Baptist Health System to require COVID-19 vaccine for San Antonio staff amid city’s infection surge

Staff can be exempt for medical or religious reasons

The Baptist Health System has announced that COVID-19 vaccines will be required for all San Antonio staff as the city has seen an increase in infections.
The Baptist Health System has announced that COVID-19 vaccines will be required for all San Antonio staff as the city has seen an increase in infections.

SAN ANTONIO – The Baptist Health System has announced that COVID-19 vaccines will be required for all San Antonio staff as the city has seen an increase in infections.

The mandate was announced “after thoughtful deliberation, and in consultation with our medical staff,” hospital leaders said in a news release.

The policy applies to physicians, medical residents, fellows, trainees, contractors, medical staff, students and volunteers in San Antonio.

“This decision is in keeping with our commitment to providing a safe environment for our patients, visitors, employees and the people of the communities we serve,” Matt Stone, the Group CEO for Baptist Health System, said in the release. “The science shows us the COVID vaccines are effective, safe and your best protection against the virus.

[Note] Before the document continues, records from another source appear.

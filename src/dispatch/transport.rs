use std::sync::Arc;
use std::time::Duration;

use async_trait::async_trait;
use tokio::sync::RwLock;
use tracing::debug;

use super::error::TransportError;

/// Raw response of one management exchange. Any HTTP status is a transport
/// success — classification happens in the dispatcher.
#[derive(Debug, Clone)]
pub struct WireResponse {
    pub status: u16,
    pub body: Vec<u8>,
}

/// Network seam of the dispatcher: one request, one response, single
/// in-flight assumption per call.
#[async_trait]
pub trait ManagementTransport: Send + Sync {
    async fn send(&self, payload: Vec<u8>) -> Result<WireResponse, TransportError>;
}

/// Process-wide session state attached to every dispatch. The bearer token is
/// shared so a re-authentication flow can swap it without rebuilding clients.
#[derive(Debug, Default, Clone)]
pub struct Session {
    token: Arc<RwLock<Option<String>>>,
}

impl Session {
    pub fn new() -> Self {
        Self::default()
    }

    pub fn with_token(token: impl Into<String>) -> Self {
        Self {
            token: Arc::new(RwLock::new(Some(token.into()))),
        }
    }

    pub async fn set_token(&self, token: impl Into<String>) {
        *self.token.write().await = Some(token.into());
    }

    pub async fn clear(&self) {
        *self.token.write().await = None;
    }

    pub async fn token(&self) -> Option<String> {
        self.token.read().await.clone()
    }
}

/// HTTP transport posting management requests to a single endpoint.
pub struct HttpTransport {
    client: reqwest::Client,
    endpoint: String,
    session: Session,
}

impl HttpTransport {
    pub fn new(endpoint: impl Into<String>, session: Session) -> Result<Self, TransportError> {
        Self::with_timeout(endpoint, session, Duration::from_secs(30))
    }

    pub fn with_timeout(
        endpoint: impl Into<String>,
        session: Session,
        timeout: Duration,
    ) -> Result<Self, TransportError> {
        let client = reqwest::Client::builder().timeout(timeout).build()?;
        Ok(Self {
            client,
            endpoint: endpoint.into(),
            session,
        })
    }

    pub fn session(&self) -> &Session {
        &self.session
    }
}

#[async_trait]
impl ManagementTransport for HttpTransport {
    async fn send(&self, payload: Vec<u8>) -> Result<WireResponse, TransportError> {
        let mut request = self
            .client
            .post(&self.endpoint)
            .header(reqwest::header::CONTENT_TYPE, "application/json")
            .header(reqwest::header::ACCEPT, "application/json");
        if let Some(token) = self.session.token().await {
            request = request.bearer_auth(token);
        }
        let response = request.body(payload).send().await?;
        let status = response.status().as_u16();
        let body = response.bytes().await?.to_vec();
        debug!(status, bytes = body.len(), "management exchange completed");
        Ok(WireResponse { status, body })
    }
}
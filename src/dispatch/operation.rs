use std::fmt;

use serde::{Deserialize, Serialize};
use serde_json::{json, Map, Value};

/// Hierarchical resource address, e.g. `/host=primary/server=backend-1`.
#[derive(Debug, Clone, Default, PartialEq, Eq, Hash, Serialize, Deserialize)]
pub struct Address {
    segments: Vec<(String, String)>,
}

impl Address {
    /// The management root, `/`.
    pub fn root() -> Self {
        Self::default()
    }

    /// Appends one `type=value` segment.
    pub fn and(mut self, key: impl Into<String>, value: impl Into<String>) -> Self {
        self.segments.push((key.into(), value.into()));
        self
    }

    pub fn is_root(&self) -> bool {
        self.segments.is_empty()
    }

    pub fn segments(&self) -> impl Iterator<Item = (&str, &str)> {
        self.segments
            .iter()
            .map(|(key, value)| (key.as_str(), value.as_str()))
    }

    pub(crate) fn as_json(&self) -> Value {
        Value::Array(
            self.segments
                .iter()
                .map(|(key, value)| {
                    let mut segment = Map::new();
                    segment.insert(key.clone(), Value::String(value.clone()));
                    Value::Object(segment)
                })
                .collect(),
        )
    }
}

impl fmt::Display for Address {
    fn fmt(&self, f: &mut fmt::Formatter<'_>) -> fmt::Result {
        if self.segments.is_empty() {
            return write!(f, "/");
        }
        for (key, value) in &self.segments {
            write!(f, "/{key}={value}")?;
        }
        Ok(())
    }
}

/// A single management action: address, action name and parameters.
/// Immutable once built; use [`Operation::builder`] to attach parameters.
#[derive(Debug, Clone, PartialEq, Serialize, Deserialize)]
pub struct Operation {
    address: Address,
    name: String,
    params: Map<String, Value>,
}

impl Operation {
    pub fn new(name: impl Into<String>, address: Address) -> Self {
        Self {
            address,
            name: name.into(),
            params: Map::new(),
        }
    }

    pub fn builder(name: impl Into<String>, address: Address) -> OperationBuilder {
        OperationBuilder {
            operation: Self::new(name, address),
        }
    }

    pub fn name(&self) -> &str {
        &self.name
    }

    pub fn address(&self) -> &Address {
        &self.address
    }

    pub fn param(&self, name: &str) -> Option<&Value> {
        self.params.get(name)
    }

    /// CLI notation used in logs and failure messages, e.g.
    /// `/host=primary:read-resource(recursive=true)`.
    pub fn as_cli(&self) -> String {
        let address = if self.address.is_root() {
            String::new()
        } else {
            self.address.to_string()
        };
        if self.params.is_empty() {
            format!("{address}:{}", self.name)
        } else {
            let params = self
                .params
                .iter()
                .map(|(key, value)| format!("{key}={value}"))
                .collect::<Vec<_>>()
                .join(",");
            format!("{address}:{}({params})", self.name)
        }
    }

    pub(crate) fn as_json(&self) -> Value {
        let mut body = Map::new();
        body.insert("operation".to_string(), Value::String(self.name.clone()));
        body.insert("address".to_string(), self.address.as_json());
        for (key, value) in &self.params {
            body.insert(key.clone(), value.clone());
        }
        Value::Object(body)
    }
}

impl fmt::Display for Operation {
    fn fmt(&self, f: &mut fmt::Formatter<'_>) -> fmt::Result {
        f.write_str(&self.as_cli())
    }
}

pub struct OperationBuilder {
    operation: Operation,
}

impl OperationBuilder {
    pub fn param(mut self, name: impl Into<String>, value: impl Into<Value>) -> Self {
        self.operation.params.insert(name.into(), value.into());
        self
    }

    pub fn build(self) -> Operation {
        self.operation
    }
}

/// An ordered batch of operations submitted as one network exchange.
/// The result of a composite is positionally ordered: step *k* of the
/// response belongs to operation *k* of the batch.
#[derive(Debug, Clone, PartialEq, Serialize, Deserialize)]
pub struct Composite {
    steps: Vec<Operation>,
}

impl Composite {
    pub fn new(steps: Vec<Operation>) -> Self {
        Self { steps }
    }

    pub fn len(&self) -> usize {
        self.steps.len()
    }

    pub fn is_empty(&self) -> bool {
        self.steps.is_empty()
    }

    pub fn operations(&self) -> impl Iterator<Item = &Operation> {
        self.steps.iter()
    }

    pub fn as_cli(&self) -> String {
        let steps = self
            .steps
            .iter()
            .map(Operation::as_cli)
            .collect::<Vec<_>>()
            .join(", ");
        format!("composite[{steps}]")
    }

    pub(crate) fn as_json(&self) -> Value {
        json!({
            "operation": "composite",
            "address": [],
            "steps": self.steps.iter().map(Operation::as_json).collect::<Vec<_>>(),
        })
    }
}

impl FromIterator<Operation> for Composite {
    fn from_iter<I: IntoIterator<Item = Operation>>(iter: I) -> Self {
        Self::new(iter.into_iter().collect())
    }
}

impl fmt::Display for Composite {
    fn fmt(&self, f: &mut fmt::Formatter<'_>) -> fmt::Result {
        f.write_str(&self.as_cli())
    }
}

Our goal is to do all we can to save lives and slow the spread of COVID-19 and eventually bring an end to the pandemic.”

Staff can be exempt for medical or religious reasons, according to Baptist, but they will be required to take safety precautions that may include testing.

The announcement was made after San Antonio leaders reported a surge in COVID-19 infections and hospitalizations mixed with a plateau in vaccine rates.

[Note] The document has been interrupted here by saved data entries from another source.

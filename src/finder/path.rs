use std::fmt;
use std::str::FromStr;

use thiserror::Error;

/// One step of a finder path: a column and the item selected in it.
#[derive(Debug, Clone, PartialEq, Eq, Hash)]
pub struct FinderSegment {
    column: String,
    item: String,
}

impl FinderSegment {
    pub fn new(column: impl Into<String>, item: impl Into<String>) -> Self {
        Self {
            column: column.into(),
            item: item.into(),
        }
    }

    pub fn column(&self) -> &str {
        &self.column
    }

    pub fn item(&self) -> &str {
        &self.item
    }
}

impl fmt::Display for FinderSegment {
    fn fmt(&self, f: &mut fmt::Formatter<'_>) -> fmt::Result {
        write!(f, "{}~{}", self.column, self.item)
    }
}

/// Ordered sequence of segments describing where the user currently is.
/// The empty path is a valid value and means "no selection".
///
/// Serializes as `column~item!column~item` for the history store.
#[derive(Debug, Clone, Default, PartialEq, Eq)]
pub struct FinderPath {
    segments: Vec<FinderSegment>,
}

impl FinderPath {
    pub fn new() -> Self {
        Self::default()
    }

    pub fn append(&mut self, column: impl Into<String>, item: impl Into<String>) {
        self.segments.push(FinderSegment::new(column, item));
    }

    /// Builder-style [`FinderPath::append`].
    pub fn with(mut self, column: impl Into<String>, item: impl Into<String>) -> Self {
        self.append(column, item);
        self
    }

    pub fn segments(&self) -> impl DoubleEndedIterator<Item = &FinderSegment> {
        self.segments.iter()
    }

    pub fn len(&self) -> usize {
        self.segments.len()
    }

    pub fn is_empty(&self) -> bool {
        self.segments.is_empty()
    }

    pub fn last(&self) -> Option<&FinderSegment> {
        self.segments.last()
    }

    pub fn clear(&mut self) {
        self.segments.clear();
    }

    /// Traversal order inverted; used for longest-common-column matching
    /// between a target path and the current one.
    pub fn reversed(&self) -> FinderPath {
        FinderPath {
            segments: self.segments.iter().rev().cloned().collect(),
        }
    }
}

impl FromIterator<FinderSegment> for FinderPath {
    fn from_iter<I: IntoIterator<Item = FinderSegment>>(iter: I) -> Self {
        Self {
            segments: iter.into_iter().collect(),
        }
    }
}

impl fmt::Display for FinderPath {
    fn fmt(&self, f: &mut fmt::Formatter<'_>) -> fmt::Result {
        let mut first = true;
        for segment in &self.segments {
            if !first {
                write!(f, "!")?;
            }
            write!(f, "{segment}")?;
            first = false;
        }
        Ok(())
    }
}

#[derive(Debug, Error, PartialEq, Eq)]
#[error("invalid finder path segment '{segment}'")]
pub struct PathParseError {
    segment: String,
}

impl FromStr for FinderPath {
    type Err = PathParseError;

    fn from_str(value: &str) -> Result<Self, Self::Err> {
        if value.is_empty() {
            return Ok(FinderPath::new());
        }
        let mut path = FinderPath::new();
        for part in value.split('!') {
            let (column, item) = part.split_once('~').ok_or_else(|| PathParseError {
                segment: part.to_string(),
            })?;
            path.append(column, item);
        }
        Ok(path)
    }
}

In Bexar County, hospitals reported an increase of 44 COVID-19 patients from Tuesday to Wednesday, bringing current hospitalizations to 629. Compared to early July, about 140 people were hospitalized in the county.

About 97% of those people who are in the hospital due to complications from the virus are not vaccinated.

City officials have labeled the coronavirus risk level as “moderate” and “worsening.”

In a reversal from the Centers for Disease Control and Prevention, even vaccinated people are advised to wear masks indoors in parts of the U.S. where the delta variant is surging. Local officials in Texas cannot enforce masks, however, under the latest mandate from Gov. Greg Abbott.

San Antonio Mayor Ron Nirenberg and Bexar County Judge Nelson Wolff said they plan to send Abbott a letter requesting the ability to enforce masks in schools and government buildings.

KSAT has reached out to other major hospital systems in San Antonio, including University Health, Methodist Healthcare, the Texas Vista Medical Center and Christus Health, for comment regarding their vaccine policies.

Elizabeth Allen, a spokesperson for University Health, said hospital officials have not adopted a vaccine mandate at this time.

Christus Health will focus on educating healthcare workers and the community about the vaccine, but not require it at this time.

“We agree with our partner medical societies and trade associations that the vaccination efforts of our healthcare workers are a top priority to keep our clinicians, patients, and communities safe...” a statement from Christus said in part. “While we oppose policies that would mandate our clinicians receive the COVID-19 vaccine at this time; instead, we are focusing all our efforts on educating our Associates and community members and encouraging all to receive it. At CHRISTUS, it is an expectation that patient care and our Associate’s health are our top priority.”

This story will be updated when more hospital systems respond.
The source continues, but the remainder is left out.